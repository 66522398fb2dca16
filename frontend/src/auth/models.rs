//! Data structures for authentication-related entities.
//!
//! This module defines the authenticated actor ([`Identity`]), its
//! server-issued [`PermissionSet`], the [`PermissionVersion`] logical clock,
//! and the [`SessionSnapshot`] the session manager publishes to views.

use adapters::{Affiliation, UserPayload};
use std::collections::BTreeSet;
use std::fmt;
use std::sync::Arc;

/// Set of `"<resource>.<action>"` permission strings.
///
/// Ordering and duplicates in the server payload are irrelevant: two sets
/// compare equal iff they hold the same strings.
#[derive(Debug, Clone, Default, PartialEq, Eq, Hash)]
pub struct PermissionSet(BTreeSet<String>);

impl PermissionSet {
    #[must_use]
    pub fn new() -> Self {
        Self::default()
    }

    /// Exact membership test.
    #[must_use]
    pub fn contains(&self, permission: &str) -> bool {
        self.0.contains(permission)
    }

    /// Returns `true` if any permission starts with `prefix`.
    #[must_use]
    pub fn has_prefix(&self, prefix: &str) -> bool {
        self.0.iter().any(|permission| permission.starts_with(prefix))
    }

    /// Permissions in ascending order.
    #[must_use]
    pub fn sorted(&self) -> Vec<String> {
        self.0.iter().cloned().collect()
    }

    pub fn iter(&self) -> impl Iterator<Item = &str> {
        self.0.iter().map(String::as_str)
    }

    #[must_use]
    pub fn len(&self) -> usize {
        self.0.len()
    }

    #[must_use]
    pub fn is_empty(&self) -> bool {
        self.0.is_empty()
    }
}

impl<S: Into<String>> FromIterator<S> for PermissionSet {
    fn from_iter<I: IntoIterator<Item = S>>(iter: I) -> Self {
        Self(iter.into_iter().map(Into::into).collect())
    }
}

/// Logical clock bumped whenever a refresh changes the permission set.
///
/// Only equality is meaningful to consumers.
#[derive(Debug, Clone, Copy, Default, PartialEq, Eq, PartialOrd, Ord, Hash)]
pub struct PermissionVersion(u64);

impl PermissionVersion {
    pub const INITIAL: Self = Self(0);

    #[must_use]
    pub fn next(self) -> Self {
        Self(self.0.wrapping_add(1))
    }

    #[must_use]
    pub fn get(self) -> u64 {
        self.0
    }
}

impl fmt::Display for PermissionVersion {
    fn fmt(&self, f: &mut fmt::Formatter<'_>) -> fmt::Result {
        write!(f, "v{}", self.0)
    }
}

/// The authenticated actor.
///
/// Built only from a server payload (or a persisted copy of one) and never
/// mutated afterwards; a refresh produces a new `Identity`. The role label is
/// carried for display and plays no part in access checks.
#[derive(Debug, Clone, PartialEq, Eq)]
pub struct Identity {
    id: String,
    email: String,
    first_name: String,
    last_name: String,
    role: Option<String>,
    departments: Vec<Affiliation>,
    subsidiaries: Vec<Affiliation>,
    permissions: PermissionSet,
}

impl Identity {
    pub fn id(&self) -> &str {
        &self.id
    }

    pub fn email(&self) -> &str {
        &self.email
    }

    pub fn first_name(&self) -> &str {
        &self.first_name
    }

    pub fn last_name(&self) -> &str {
        &self.last_name
    }

    /// "First Last", falling back to the email when both names are blank.
    pub fn display_name(&self) -> String {
        let full = format!("{} {}", self.first_name.trim(), self.last_name.trim());
        let full = full.trim();
        if full.is_empty() {
            self.email.clone()
        } else {
            full.to_string()
        }
    }

    pub fn role(&self) -> Option<&str> {
        self.role.as_deref()
    }

    pub fn departments(&self) -> &[Affiliation] {
        &self.departments
    }

    pub fn subsidiaries(&self) -> &[Affiliation] {
        &self.subsidiaries
    }

    pub fn belongs_to_department(&self, department_id: &str) -> bool {
        self.departments.iter().any(|d| d.id == department_id)
    }

    pub fn permissions(&self) -> &PermissionSet {
        &self.permissions
    }

    /// Wire form used when persisting a snapshot.
    pub fn to_payload(&self) -> UserPayload {
        UserPayload {
            id: self.id.clone(),
            email: self.email.clone(),
            first_name: self.first_name.clone(),
            last_name: self.last_name.clone(),
            role: self.role.clone(),
            departments: self.departments.clone(),
            subsidiaries: self.subsidiaries.clone(),
            permissions: self.permissions.sorted(),
        }
    }
}

impl From<UserPayload> for Identity {
    fn from(user: UserPayload) -> Self {
        Self {
            id: user.id,
            email: user.email,
            first_name: user.first_name,
            last_name: user.last_name,
            role: user.role,
            departments: user.departments,
            subsidiaries: user.subsidiaries,
            permissions: user.permissions.into_iter().collect(),
        }
    }
}

/// Lifecycle state of the session manager.
#[derive(Debug, Clone, Copy, Default, PartialEq, Eq, Hash)]
pub enum AuthState {
    #[default]
    Uninitialized,
    Loading,
    Authenticated,
    Anonymous,
}

impl AuthState {
    /// Returns `true` once boot has produced a definite answer.
    #[must_use]
    pub fn is_settled(self) -> bool {
        matches!(self, Self::Authenticated | Self::Anonymous)
    }

    #[must_use]
    pub fn as_str(self) -> &'static str {
        match self {
            Self::Uninitialized => "uninitialized",
            Self::Loading => "loading",
            Self::Authenticated => "authenticated",
            Self::Anonymous => "anonymous",
        }
    }
}

impl fmt::Display for AuthState {
    fn fmt(&self, f: &mut fmt::Formatter<'_>) -> fmt::Result {
        f.write_str(self.as_str())
    }
}

/// Read-only view of the session published to subscribers.
///
/// Never carries the access token.
#[derive(Debug, Clone, Default)]
pub struct SessionSnapshot {
    pub state: AuthState,
    pub identity: Option<Arc<Identity>>,
    pub permission_version: PermissionVersion,
    /// A background verification is in flight; `identity` may be stale.
    pub refreshing: bool,
}

impl SessionSnapshot {
    #[must_use]
    pub fn is_authenticated(&self) -> bool {
        self.state == AuthState::Authenticated && self.identity.is_some()
    }

    /// Permission set of the held identity, if any.
    #[must_use]
    pub fn permissions(&self) -> Option<&PermissionSet> {
        self.identity.as_deref().map(Identity::permissions)
    }
}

= = = =

■ TASK GOAL
The required output is every line of the entries, starting at the one that contains "may be stale." and ending at the last, copied exactly.

■ RESPONSE TO THIS EXERCISE
    /// A background verification is in flight; `identity` may be stale.
    pub refreshing: bool,
}

impl SessionSnapshot {
    #[must_use]
    pub fn is_authenticated(&self) -> bool {
        self.state == AuthState::Authenticated && self.identity.is_some()
    }

    /// Permission set of the held identity, if any.
    #[must_use]
    pub fn permissions(&self) -> Option<&PermissionSet> {
        self.identity.as_deref().map(Identity::permissions)
    }
}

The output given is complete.